Written October 26, 2006 at 22:32 MDT Tagged presentations

The other day I had the wonderful honor of providing a tailored session on test driven development, interfaced based programming, and OO design principles.

I am first and foremost a developer and I love to be in the trenches driving out complex business solutions that deliver value into the hands of clients.

I did , however, start off in the world of computers in a part time Comp Sci teaching position. One thing I learned during that brief period is how much I enjoyed helping other developers improve their own skillsets. I have been blessed to work with many talented people over the years, along the way I have managed to accumulate an extensive knowledge base that I try to share with others as time permits.

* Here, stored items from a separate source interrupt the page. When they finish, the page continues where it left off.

#[cfg(test)]
mod tests {
    use axum::body::{Body, to_bytes};
    use axum::http::{Method, Request};
    use tempfile::TempDir;
    use tower::ServiceExt;

    use super::*;
    use crate::database::tests::test_store;
    use crate::todo::{NewTodo, Priority};

    async fn test_app() -> (TempDir, TodoStore, Router) {
        let (dir, store) = test_store().await;
        let app = router(AppState {
            store: store.clone(),
            order: ListOrder::default(),
        });
        (dir, store, app)
    }

    fn get(uri: &str) -> Request<Body> {
        Request::builder().uri(uri).body(Body::empty()).unwrap()
    }

    fn post_form(uri: &str, body: &str) -> Request<Body> {
        Request::builder()
            .method(Method::POST)
            .uri(uri)
            .header(header::CONTENT_TYPE, "application/x-www-form-urlencoded")
            .body(Body::from(body.to_string()))
            .unwrap()
    }

    async fn body_text(response: Response) -> String {
        let bytes = to_bytes(response.into_body(), usize::MAX).await.unwrap();
        String::from_utf8(bytes.to_vec()).unwrap()
    }

    fn assert_redirects_to_list(response: &Response) {
        assert_eq!(response.status(), StatusCode::FOUND);
        assert_eq!(response.headers().get(header::LOCATION).unwrap(), "/");
    }

    #[tokio::test]
    async fn test_list_page() {
        let (_dir, store, app) = test_app().await;
        store.create(NewTodo::new("First TODO")).await.unwrap();

        let response = app.oneshot(get("/")).await.unwrap();

        assert_eq!(response.status(), StatusCode::OK);
        assert!(body_text(response).await.contains("First TODO"));
    }

    #[tokio::test]
    async fn test_list_page_empty() {
        let (_dir, _store, app) = test_app().await;
        let response = app.oneshot(get("/")).await.unwrap();
        assert_eq!(response.status(), StatusCode::OK);
    }

    #[tokio::test]
    async fn test_create_form_page() {
        let (_dir, _store, app) = test_app().await;
        let response = app.oneshot(get("/create/")).await.unwrap();
        assert_eq!(response.status(), StatusCode::OK);
        assert!(body_text(response).await.contains("name=\"title\""));
    }

    #[tokio::test]
    async fn test_create_todo() {
        let (_dir, store, app) = test_app().await;
        let response = app
            .oneshot(post_form(
                "/create/",
                "title=Test+TODO&description=This+is+a+test+TODO&due_date=2030-01-07&priority=high",
            ))
            .await
            .unwrap();

        assert_redirects_to_list(&response);
        let todos = store.list_all(&ListOrder::default()).await.unwrap();
        assert_eq!(todos.len(), 1);
        assert_eq!(todos[0].title, "Test TODO");
        assert_eq!(todos[0].description, "This is a test TODO");
        assert_eq!(todos[0].priority, Priority::High);
        assert!(!todos[0].is_resolved);
    }

    #[tokio::test]
    async fn test_create_invalid_rerenders_form() {
        let (_dir, store, app) = test_app().await;
        let response = app
            .oneshot(post_form("/create/", "title=&priority=sometime"))
            .await
            .unwrap();

        assert_eq!(response.status(), StatusCode::OK);
        let html = body_text(response).await;
        assert!(html.contains("This field is required."));
        assert!(html.contains("Select a valid choice."));
        assert_eq!(store.count().await.unwrap(), 0);
    }

    #[tokio::test]
    async fn test_update_form_prefilled() {
        let (_dir, store, app) = test_app().await;
        let todo = store.create(NewTodo::new("Prefilled")).await.unwrap();

        let response = app
            .oneshot(get(&format!("/update/{}/", todo.id)))
            .await
            .unwrap();

        assert_eq!(response.status(), StatusCode::OK);
        assert!(body_text(response).await.contains("value=\"Prefilled\""));
    }

    #[tokio::test]
    async fn test_update_todo() {
        let (_dir, store, app) = test_app().await;
        let todo = store.create(NewTodo::new("Old title")).await.unwrap();

        let response = app
            .oneshot(post_form(
                &format!("/update/{}/", todo.id),
                "title=New+title&priority=urgent&is_resolved=false&is_resolved=true",
            ))
            .await
            .unwrap();

        assert_redirects_to_list(&response);
        let updated = store.get(todo.id).await.unwrap();
        assert_eq!(updated.title, "New title");
        assert_eq!(updated.priority, Priority::Urgent);
        assert!(updated.is_resolved);
    }

    #[tokio::test]
    async fn test_update_invalid_keeps_record() {
        let (_dir, store, app) = test_app().await;
        let todo = store.create(NewTodo::new("Untouched")).await.unwrap();

        let response = app
            .oneshot(post_form(&format!("/update/{}/", todo.id), "title=+&due_date=soon"))
            .await
            .unwrap();

        assert_eq!(response.status(), StatusCode::OK);
        assert!(body_text(response).await.contains("Enter a valid date."));
        assert_eq!(store.get(todo.id).await.unwrap().title, "Untouched");
    }

    #[tokio::test]
    async fn test_update_unknown_id() {
        let (_dir, _store, app) = test_app().await;
        let response = app.clone().oneshot(get("/update/999/")).await.unwrap();
        assert_eq!(response.status(), StatusCode::NOT_FOUND);

        let response = app
            .oneshot(post_form("/update/999/", "title=x"))
            .await
            .unwrap();
        assert_eq!(response.status(), StatusCode::NOT_FOUND);
    }

    #[tokio::test]
    async fn test_non_integer_id_not_found() {
        let (_dir, _store, app) = test_app().await;
        let response = app.oneshot(get("/update/abc/")).await.unwrap();
        assert_eq!(response.status(), StatusCode::NOT_FOUND);
    }

    #[tokio::test]
    async fn test_toggle_resolved_status() {
        let (_dir, store, app) = test_app().await;
        let todo = store.create(NewTodo::new("Resolve me")).await.unwrap();
        let uri = format!("/toggle/{}/", todo.id);

        let response = app.clone().oneshot(get(&uri)).await.unwrap();
        assert_redirects_to_list(&response);
        assert!(store.get(todo.id).await.unwrap().is_resolved);

        let response = app.oneshot(post_form(&uri, "")).await.unwrap();
        assert_redirects_to_list(&response);
        assert!(!store.get(todo.id).await.unwrap().is_resolved);
    }

    #[tokio::test]
    async fn test_signed_id_not_found() {
        let (_dir, store, app) = test_app().await;
        let todo = store.create(NewTodo::new("Leave me")).await.unwrap();

        let response = app
            .clone()
            .oneshot(get(&format!("/toggle/+{}/", todo.id)))
            .await
            .unwrap();
        assert_eq!(response.status(), StatusCode::NOT_FOUND);
        assert!(!store.get(todo.id).await.unwrap().is_resolved);

        let response = app
            .oneshot(post_form(&format!("/delete/-{}/", todo.id), ""))
            .await
            .unwrap();
        assert_eq!(response.status(), StatusCode::NOT_FOUND);
        assert_eq!(store.count().await.unwrap(), 1);
    }

    #[tokio::test]
    async fn test_unknown_id_page_shows_path() {
        let (_dir, _store, app) = test_app().await;
        let response = app.oneshot(get("/update/9876/")).await.unwrap();

        assert_eq!(response.status(), StatusCode::NOT_FOUND);
        let html = body_text(response).await;
        assert!(html.contains("Not Found"));
        assert!(html.contains("9876"));
    }

    #[tokio::test]
    async fn test_toggle_unknown_id() {
        let (_dir, _store, app) = test_app().await;
        let response = app.oneshot(get("/toggle/5/")).await.unwrap();
        assert_eq!(response.status(), StatusCode::NOT_FOUND);
    }

    #[tokio::test]
    async fn test_delete_confirmation_then_delete() {
        let (_dir, store, app) = test_app().await;
        let todo = store.create(NewTodo::new("TODO to delete")).await.unwrap();
        let uri = format!("/delete/{}/", todo.id);

        let response = app.clone().oneshot(get(&uri)).await.unwrap();
        assert_eq!(response.status(), StatusCode::OK);
        assert!(body_text(response).await.contains("TODO to delete"));
        assert_eq!(store.count().await.unwrap(), 1);

        let response = app.oneshot(post_form(&uri, "")).await.unwrap();
        assert_redirects_to_list(&response);
        assert_eq!(store.count().await.unwrap(), 0);
    }

    #[tokio::test]
    async fn test_delete_unknown_id() {
        let (_dir, store, app) = test_app().await;
        store.create(NewTodo::new("Survivor")).await.unwrap();

        let response = app.clone().oneshot(get("/delete/42/")).await.unwrap();
        assert_eq!(response.status(), StatusCode::NOT_FOUND);

        let response = app.oneshot(post_form("/delete/42/", "")).await.unwrap();
        assert_eq!(response.status(), StatusCode::NOT_FOUND);
        assert_eq!(store.count().await.unwrap(), 1);
    }

    #[tokio::test]
    async fn test_unknown_route() {
        let (_dir, _store, app) = test_app().await;
        let response = app.oneshot(get("/nowhere/")).await.unwrap();
        assert_eq!(response.status(), StatusCode::NOT_FOUND);
        assert!(body_text(response).await.contains("Not Found"));
    }
}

One of the main reasons I have been getting active in the developer community in the last year is to share on a larger scale with the developer community. It is an extremely refreshing experience when you can see the light go on in the eyes of a developer who realizes the value in a concept you are trying to convey.

Do I think I know it all? Absolutely not. Learning is a continuing journey. I love when I read something/ meet someone who shares a new idea with me that I was previously unaware of. I love having those humbling experiences that help keep the pride level in check!!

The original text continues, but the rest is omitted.